By the end of his term in 2019 as mayor of Bogotá, Enrique Peñalosa wants CCTV coverage in this city of nine million inhabitants to total 4,000 cameras, facilitating even greater coverage of parks, bridges, and neighborhoods prone to crime. Currently, some 200 cameras are operational near 100 district schools.

London is the most watched-upon city in the world with more than 51,000 cameras. According to the British Security Industry Authority (BSIA), there is one camera for every 14 people. Beijing is a close second with 46,000 street cameras monitored by 43,000 police. In the United States and Canada, “Big Brother” has yet to reach the numbers of the United Kingdom or China. In the five boroughs of New York City, for example, the NYPD has just 2,000 street-level security cameras to monitor the movements of 800,000 vehicles that cross bridges and tunnels every day. But after the 9/11 attacks, anti-terrorism units are able to tap into an additional 4,000 private cameras in the NYC subway, as well as 3,000 private housing cameras. Chicago currently ranks as the North American city with most cameras installed – some 10,000 near schools, public places and emergency centers.

Bogotá is still a far cry from London where a person is captured 300 times a day on cameras placed virtually on every street corner. But if Peñalosa has his way, Bogotá will see greater camera coverage by 2019 and a necessary move given the surge in petty crime, especially within the capital’s mass transit system – TransMilenio.

In a statement released January by Bogotá’s Metropolitan Police, the TM stations where citizens should be most vigilant to avoid being mugged are Portal del Norte, Banderas, Calle 63, Calle 100, Marly, Avenida Jiménez and Restrepo. In 2017, police officials arrested 1,909 personas on charges of theft within the city’s transportation system.

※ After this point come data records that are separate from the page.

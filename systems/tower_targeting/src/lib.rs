#![deny(
    unsafe_code,
    missing_docs,
    dead_code,
    unused_results,
    non_snake_case,
    unreachable_pub
)]

//! Pure system that selects a unit's target among in-range enemy contacts.

use std::cmp::Ordering;

use lucky_defense_core::{EnemyContact, EnemyId, Position, RandomSource, TargetType};

/// Tower targeting system that reuses a scratch buffer to avoid repeated
/// allocations.
#[derive(Debug, Default)]
pub struct TowerTargeting {
    workspace: Vec<EnemyContact>,
}

impl TowerTargeting {
    /// Creates a new tower targeting system with an empty scratch buffer.
    #[must_use]
    pub fn new() -> Self {
        Self::default()
    }

    /// Chooses the target for a unit at `origin` among `contacts` according
    /// to `policy`.
    ///
    /// Health policies break ties by distance; every policy finally breaks
    /// ties by enemy identifier so the choice never depends on input order.
    pub fn select(
        &mut self,
        policy: TargetType,
        origin: Position,
        contacts: &[EnemyContact],
        rng: &mut dyn RandomSource,
    ) -> Option<EnemyId> {
        if contacts.is_empty() {
            return None;
        }

        if policy == TargetType::Random {
            self.workspace.clear();
            self.workspace.extend_from_slice(contacts);
            self.workspace.sort_by_key(|contact| contact.id);
            let index = rng.pick_index(self.workspace.len());
            return self.workspace.get(index).map(|contact| contact.id);
        }

        let mut best: Option<BestCandidate> = None;
        for contact in contacts {
            let current = BestCandidate {
                distance_sq: origin.distance_squared(contact.position),
                health: contact.health,
                enemy: contact.id,
            };

            match &mut best {
                Some(existing) => {
                    if current.precedes(existing, policy) {
                        *existing = current;
                    }
                }
                None => best = Some(current),
            }
        }

        best.map(|candidate| candidate.enemy)
    }
}

#[derive(Clone, Copy, Debug, PartialEq)]
struct BestCandidate {
    distance_sq: f32,
    health: f32,
    enemy: EnemyId,
}

impl BestCandidate {
    fn precedes(&self, other: &Self, policy: TargetType) -> bool {
        let nearer = self.distance_sq.total_cmp(&other.distance_sq);
        let ordering = match policy {
            TargetType::Nearest | TargetType::Random => nearer,
            TargetType::Farthest => nearer.reverse(),
            TargetType::LowestHp => self.health.total_cmp(&other.health).then(nearer),
            TargetType::HighestHp => self.health.total_cmp(&other.health).reverse().then(nearer),
        };

        match ordering {
            Ordering::Less => true,
            Ordering::Greater => false,
            Ordering::Equal => self.enemy < other.enemy,
        }
    }
}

But criminals aren’t just after your cellphone. The Institute of Urban Development (IDU) has denounced systematic vandalism of five TransMilenio’s pedestrian bridges during the last three weeks. According to IDU, 83 metal floor sheets that line bridges along the NQS corridor have disappeared since late December – each costing between $2 and $5 million pesos.

While security experts agree that Bogotá is taking the necessary measures to expand its closed-circuit surveillance and that more cameras on the street are a deterrent to criminals, this investment must be accompanied by pro-active policing. One intelligence official, who spoke with The City Paper, and asked to remain anonymous, remarked: “What good are several thousand new cameras when repeat offenders are released the very same day they commit a crime?”